That doesn’t make it wrong. But it does mean we should look out for instincts programmed by the habit of customized consumption that might need to be deprogrammed when we step into church on Sunday morning.


Why? Because music in church is doing something very different from what it’s doing on our iPhones.

In Colossians 3:16 Paul writes, “Let the word of Christ dwell in you richly, teaching and admonishing one another in all wisdom, singing psalms and hymns and spiritual songs, with thankfulness in your hearts to God.” The parallel passage in Ephesians 5:18–19 exhorts us not to get drunk, but instead to “be filled with the Spirit, addressing one another in psalms and hymns and spiritual songs, singing and making melody to the Lord with all your heart.”

In these passages Paul addresses the whole congregation.
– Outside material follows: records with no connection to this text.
//! Cart and line item types.

use crate::money::PriceLabel;
use serde::{Deserialize, Serialize};
use std::fmt;

/// What distinguishes one cart entry from another for merge purposes.
///
/// An item added without a variant never merges with one added with a
/// variant, even under the same name.
#[derive(Debug, Clone, PartialEq, Eq, Hash, Serialize, Deserialize)]
pub struct ItemIdentity {
    /// Product display name.
    pub name: String,
    /// Variant selection (e.g., a size code).
    pub variant: Option<String>,
}

impl ItemIdentity {
    /// Create an identity.
    pub fn new(name: impl Into<String>, variant: Option<&str>) -> Self {
        Self {
            name: name.into(),
            variant: variant.map(str::to_string),
        }
    }
}

impl fmt::Display for ItemIdentity {
    fn fmt(&self, f: &mut fmt::Formatter<'_>) -> fmt::Result {
        match &self.variant {
            Some(variant) => write!(f, "{} ({})", self.name, variant),
            None => write!(f, "{}", self.name),
        }
    }
}

/// A line item in the cart.
///
/// Serializes to the persisted slot format:
/// `{ "name", "price", "image", "size"?, "quantity" }`.
#[derive(Debug, Clone, Serialize, Deserialize, PartialEq, Eq)]
pub struct LineItem {
    /// Product name.
    pub name: String,
    /// Unit price as displayed on the page.
    pub price: PriceLabel,
    /// Product image reference, display only.
    pub image: String,
    /// Variant selection, absent when added without one.
    #[serde(rename = "size", default, skip_serializing_if = "Option::is_none")]
    pub variant: Option<String>,
    /// Quantity, at least 1 in any reachable state.
    pub quantity: u32,
}

impl LineItem {
    /// Create a new line item with quantity 1.
    pub fn new(
        name: impl Into<String>,
        price: impl Into<PriceLabel>,
        image: impl Into<String>,
        variant: Option<&str>,
    ) -> Self {
        Self {
            name: name.into(),
            price: price.into(),
            image: image.into(),
            variant: variant.map(str::to_string),
            quantity: 1,
        }
    }

    /// Identity of this item.
    pub fn identity(&self) -> ItemIdentity {
        ItemIdentity {
            name: self.name.clone(),
            variant: self.variant.clone(),
        }
    }

    /// Check whether this item has the given identity without allocating.
    pub fn matches(&self, name: &str, variant: Option<&str>) -> bool {
        self.name == name && self.variant.as_deref() == variant
    }
}

/// Result of adding an item.
#[derive(Debug, Clone, PartialEq, Eq)]
pub struct AddOutcome {
    /// Identity the add resolved to.
    pub identity: ItemIdentity,
    /// Quantity of that entry after the add.
    pub quantity: u32,
    /// Whether an existing entry was incremented rather than appended.
    pub merged: bool,
}

/// A shopping cart: line items in insertion order, one per identity.
#[derive(Debug, Clone, Default, Serialize, Deserialize, PartialEq, Eq)]
#[serde(transparent)]
pub struct Cart {
    items: Vec<LineItem>,
}

impl Cart {
    /// Create an empty cart.
    pub fn new() -> Self {
        Self::default()
    }

    /// Build a cart from decoded items, repairing them with [`Cart::normalize`].
    pub fn from_items(items: Vec<LineItem>) -> (Self, usize) {
        let mut cart = Self { items };
        let repaired = cart.normalize();
        (cart, repaired)
    }

    /// Add one unit of an item.
    ///
    /// If an entry with the same `(name, variant)` exists its quantity is
    /// incremented (saturating at `u32::MAX`); otherwise a new entry with
    /// quantity 1 is appended. The stored price and image of an existing
    /// entry are kept as first added.
    pub fn add(
        &mut self,
        name: impl Into<String>,
        price: impl Into<PriceLabel>,
        image: impl Into<String>,
        variant: Option<&str>,
    ) -> AddOutcome {
        let name = name.into();

        if let Some(existing) = self.items.iter_mut().find(|i| i.matches(&name, variant)) {
            existing.quantity = existing.quantity.saturating_add(1);
            return AddOutcome {
                identity: existing.identity(),
                quantity: existing.quantity,
                merged: true,
            };
        }

        let item = LineItem::new(name, price, image, variant);
        let outcome = AddOutcome {
            identity: item.identity(),
            quantity: item.quantity,
            merged: false,
        };
        self.items.push(item);
        outcome
    }

    /// Get total item count (sum of quantities).
    pub fn total_quantity(&self) -> u64 {
        self.items.iter().map(|i| u64::from(i.quantity)).sum()
    }

    /// Get number of distinct entries.
    pub fn unique_item_count(&self) -> usize {
        self.items.len()
    }

    /// Check if cart is empty.
    pub fn is_empty(&self) -> bool {
        self.items.is_empty()
    }

    /// Items in insertion order.
    pub fn items(&self) -> &[LineItem] {
        &self.items
    }

    /// Get an item by identity.
    pub fn get(&self, identity: &ItemIdentity) -> Option<&LineItem> {
        self.items
            .iter()
            .find(|i| i.matches(&identity.name, identity.variant.as_deref()))
    }

    /// Clear all items from the cart.
    pub fn clear(&mut self) {
        self.items.clear();
    }

    /// Restore the one-entry-per-identity and quantity >= 1 invariants on
    /// content that came from outside (e.g. a hand-edited storage slot).
    ///
    /// Zero-quantity entries are dropped. Duplicate identities are merged
    /// into the first occurrence by summing quantities. Returns how many
    /// entries were removed.
    pub fn normalize(&mut self) -> usize {
        let before = self.items.len();
        let mut kept: Vec<LineItem> = Vec::with_capacity(before);

        for item in self.items.drain(..) {
            if item.quantity == 0 {
                continue;
            }
            match kept
                .iter_mut()
                .find(|k| k.matches(&item.name, item.variant.as_deref()))
            {
                Some(existing) => {
                    existing.quantity = existing.quantity.saturating_add(item.quantity);
                }
                None => kept.push(item),
            }
        }

        self.items = kept;
        before - self.items.len()
    }
}

impl<'a> IntoIterator for &'a Cart {
    type Item = &'a LineItem;
    type IntoIter = std::slice::Iter<'a, LineItem>;

    fn into_iter(self) -> Self::IntoIter {
        self.items.iter()
    }
}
He commands the whole church to sing, just as God frequently commands his people to sing to him throughout the Old Testament (e.g., Psalm 9:11, 30:4, 33:3, 47:6).

It’s not that the band plays music up front while everyone listens or maybe sings along, like at a concert. Instead, the church is the band. What accompaniment there is simply serves and supports the church’s singing.

In church, music isn’t something we consume but something we create.

And what exactly is this music for? It is a means by which we make melody to the Lord and give thanks to him. It is also a means by which we address, admonish, and instruct one another. Our singing in church is directed to God and each other. It aims at God’s glory and the good of the body. As Paul writes in 1 Corinthians 14:26, “What then, brothers? When you come together, each one has a hymn, a lesson…Let all things be done for building up.”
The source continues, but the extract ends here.